Task details: Your answer should consist of the lines in the following data that contain "models".

** Opening Supplied data block **

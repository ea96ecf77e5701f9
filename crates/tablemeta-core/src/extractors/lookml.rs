//! Metadata extraction from a LookML file
//!
//! Each view becomes a table and each dimension or measure becomes a column:
//! - table name: `sql_table_name` (or the view name) without backticks, last
//!   `.` segment
//! - column name: `sql` (or the field name) without the `${TABLE}.` placeholder
//! - a column is nullable unless the field is `primary_key: yes`

use crate::cache::{MetadataBuilder, MetadataExtractor};
use crate::error::{CoreError, Result};
use crate::extractors::overlay::DescriptionOverlay;
use crate::models::{
    ColumnMetadata, DatasetId, LookmlField, LookmlView, MetadataRecord, TableMetadata,
};
use crate::parsers::LookmlParser;
use std::collections::BTreeMap;
use std::path::{Path, PathBuf};
use tracing::{debug, info};

/// Looker's table substitution prefix in field SQL
pub const TABLE_PLACEHOLDER: &str = "${TABLE}.";

/// Builder pairing the cache client with a LookML extractor
pub type LookmlMetadataBuilder = MetadataBuilder<LookmlExtractor>;

/// Extracts metadata from one LookML file
#[derive(Debug, Clone)]
pub struct LookmlExtractor {
    lookml_path: PathBuf,
    extra_descriptions: Option<PathBuf>,
}

impl LookmlExtractor {
    pub fn new(lookml_path: impl Into<PathBuf>) -> Self {
        Self {
            lookml_path: lookml_path.into(),
            extra_descriptions: None,
        }
    }

    /// Merge descriptions from a `{table: {column: text}}` JSON file during enhance
    pub fn with_extra_descriptions(mut self, path: impl Into<PathBuf>) -> Self {
        self.extra_descriptions = Some(path.into());
        self
    }

    /// Wrap into a builder caching under `dataset`
    pub fn into_builder(
        self,
        dataset: DatasetId,
        metadata_file: Option<PathBuf>,
    ) -> LookmlMetadataBuilder {
        MetadataBuilder::new(self, dataset, metadata_file)
    }

    pub fn lookml_path(&self) -> &Path {
        &self.lookml_path
    }

    /// Convert parsed views into a metadata record
    pub fn record_from_views(views: &[LookmlView]) -> MetadataRecord {
        let mut record = MetadataRecord::new();

        for view in views {
            let name = table_name(view);
            if record.contains_key(&name) {
                debug!(view = %view.name, table = %name, "Duplicate table name, later view wins");
            }
            record.insert(name, table_metadata(view));
        }

        record
    }
}

impl MetadataExtractor for LookmlExtractor {
    fn source_kind(&self) -> &'static str {
        "lookml"
    }

    fn extract(&self) -> Result<MetadataRecord> {
        if !self.lookml_path.exists() {
            return Err(CoreError::FileNotFound {
                path: self.lookml_path.clone(),
            });
        }

        let model = LookmlParser::load_model(&self.lookml_path)?;
        let record = Self::record_from_views(&model.views);

        info!(
            path = %self.lookml_path.display(),
            views = model.views.len(),
            tables = record.len(),
            "Extracted metadata from LookML"
        );
        Ok(record)
    }

    fn enhance(&self, metadata: &mut MetadataRecord) -> Result<()> {
        let Some(path) = &self.extra_descriptions else {
            return Ok(());
        };

        if let Some(overlay) = DescriptionOverlay::load(path)? {
            let applied = overlay.apply(metadata);
            debug!(path = %path.display(), applied, "Applied extra descriptions");
        }
        Ok(())
    }
}

/// `` `proj.ds.orders` `` → `orders`; falls back to the view name
pub fn table_name(view: &LookmlView) -> String {
    let raw = view.sql_table_name.as_deref().unwrap_or(&view.name);
    let unquoted = raw.replace('`', "");
    unquoted
        .rsplit('.')
        .next()
        .unwrap_or_default()
        .trim()
        .to_string()
}

/// `${TABLE}.total_amount` → `total_amount`; falls back to the field name
pub fn column_name(field: &LookmlField) -> String {
    field
        .sql
        .as_deref()
        .unwrap_or(&field.name)
        .replace(TABLE_PLACEHOLDER, "")
}

fn table_metadata(view: &LookmlView) -> TableMetadata {
    let mut columns = BTreeMap::new();
    for field in view.fields() {
        let column = column_metadata(field);
        columns.insert(column.field_name.clone(), column);
    }

    TableMetadata {
        source_name: view.name.clone(),
        source_label: view.label.clone().unwrap_or_else(|| view.name.clone()),
        description: view.description.clone().unwrap_or_default(),
        columns,
        extra: BTreeMap::new(),
    }
}

fn column_metadata(field: &LookmlField) -> ColumnMetadata {
    let name = column_name(field);
    let mut column = ColumnMetadata::new(name.clone());

    if let Some(field_type) = &field.field_type {
        column.field_type = field_type.clone();
    }
    column.field_label = field.label.clone().unwrap_or(name);
    column.description = field.description.clone().unwrap_or_default();
    column.is_nullable = !field.is_primary_key();
    column
}

#[cfg(test)]
mod tests {
    use super::*;
    use serde_json::json;
    use std::io::Write;
    use tempfile::{tempdir, NamedTempFile};

    fn view(value: serde_json::Value) -> LookmlView {
        serde_json::from_value(value).unwrap()
    }

    #[test]
    fn test_orders_scenario() {
        let orders = view(json!({
            "name": "orders",
            "sql_table_name": "`proj.ds.orders`",
            "dimensions": [{"name": "id", "primary_key": "yes"}],
            "measures": [{"name": "total", "sql": "${TABLE}.total_amount", "type": "sum"}]
        }));

        let record = LookmlExtractor::record_from_views(&[orders]);
        let table = &record["orders"];
        assert_eq!(table.source_name, "orders");
        assert_eq!(table.source_label, "orders");
        assert_eq!(table.description, "");
        assert_eq!(table.columns.len(), 2);

        let id = &table.columns["id"];
        assert!(!id.is_nullable);
        assert_eq!(id.field_type, "string");
        assert_eq!(id.field_label, "id");

        let total = &table.columns["total_amount"];
        assert!(total.is_nullable);
        assert_eq!(total.field_type, "sum");
        assert_eq!(total.field_name, "total_amount");
        assert_eq!(total.field_label, "total_amount");
    }

    #[test]
    fn test_table_name_falls_back_to_view_name() {
        let v = view(json!({"name": "users"}));
        assert_eq!(table_name(&v), "users");

        let v = view(json!({"name": "x", "sql_table_name": "analytics.events"}));
        assert_eq!(table_name(&v), "events");
    }

    #[test]
    fn test_labels_and_descriptions_carried() {
        let v = view(json!({
            "name": "customers",
            "label": "Customers",
            "description": "One row per customer",
            "dimensions": [{
                "name": "email",
                "sql": "${TABLE}.email_address",
                "label": "Email",
                "description": "Contact email",
                "primary_key": "no"
            }]
        }));

        let record = LookmlExtractor::record_from_views(&[v]);
        let table = &record["customers"];
        assert_eq!(table.source_label, "Customers");
        assert_eq!(table.description, "One row per customer");

        let email = &table.columns["email_address"];
        assert_eq!(email.field_label, "Email");
        assert_eq!(email.description, "Contact email");
        assert!(email.is_nullable);
    }

    #[test]
    fn test_into_builder_keeps_source_and_dataset() {
        let builder = LookmlExtractor::new("models/orders.view.lkml")
            .into_builder(DatasetId::new("p", "d"), None);
        assert_eq!(
            builder.extractor().lookml_path(),
            Path::new("models/orders.view.lkml")
        );
        assert_eq!(builder.client().metadata_path(), Path::new("p__d.json"));
    }

    #[test]
    fn test_extract_missing_file_is_not_found() {
        let extractor = LookmlExtractor::new("/nonexistent/model.view.lkml");
        let err = extractor.extract().unwrap_err();
        assert!(err.is_not_found());
    }

    #[test]
    fn test_extract_from_file() {
        let mut file = NamedTempFile::new().unwrap();
        write!(
            file,
            r#"
view: orders {{
  sql_table_name: `proj.ds.orders` ;;
  dimension: id {{
    primary_key: yes
    sql: ${{TABLE}}.id ;;
  }}
  measure: total {{
    type: sum
    sql: ${{TABLE}}.total_amount ;;
  }}
}}
"#
        )
        .unwrap();

        let record = LookmlExtractor::new(file.path()).extract().unwrap();
        assert_eq!(record.len(), 1);
        assert!(!record["orders"].columns["id"].is_nullable);
        assert_eq!(record["orders"].columns["total_amount"].field_type, "sum");
    }

    #[test]
    fn test_enhance_with_overlay() {
        let dir = tempdir().unwrap();
        let overlay = dir.path().join("extra.json");
        std::fs::write(&overlay, r#"{"orders": {"id": "Surrogate key"}}"#).unwrap();

        let extractor = LookmlExtractor::new("unused.lkml").with_extra_descriptions(&overlay);
        let mut record = LookmlExtractor::record_from_views(&[view(json!({
            "name": "orders",
            "dimensions": [{"name": "id"}]
        }))]);

        extractor.enhance(&mut record).unwrap();
        assert_eq!(
            record["orders"].columns["id"].extra_description.as_deref(),
            Some("Surrogate key")
        );
    }

    #[test]
    fn test_enhance_without_overlay_is_noop() {
        let extractor = LookmlExtractor::new("unused.lkml");
        let mut record = MetadataRecord::new();
        extractor.enhance(&mut record).unwrap();
        assert!(record.is_empty());
    }
}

** Closing Supplied data block **

Expected answer:
use crate::models::{
        let builder = LookmlExtractor::new("models/orders.view.lkml")
            Path::new("models/orders.view.lkml")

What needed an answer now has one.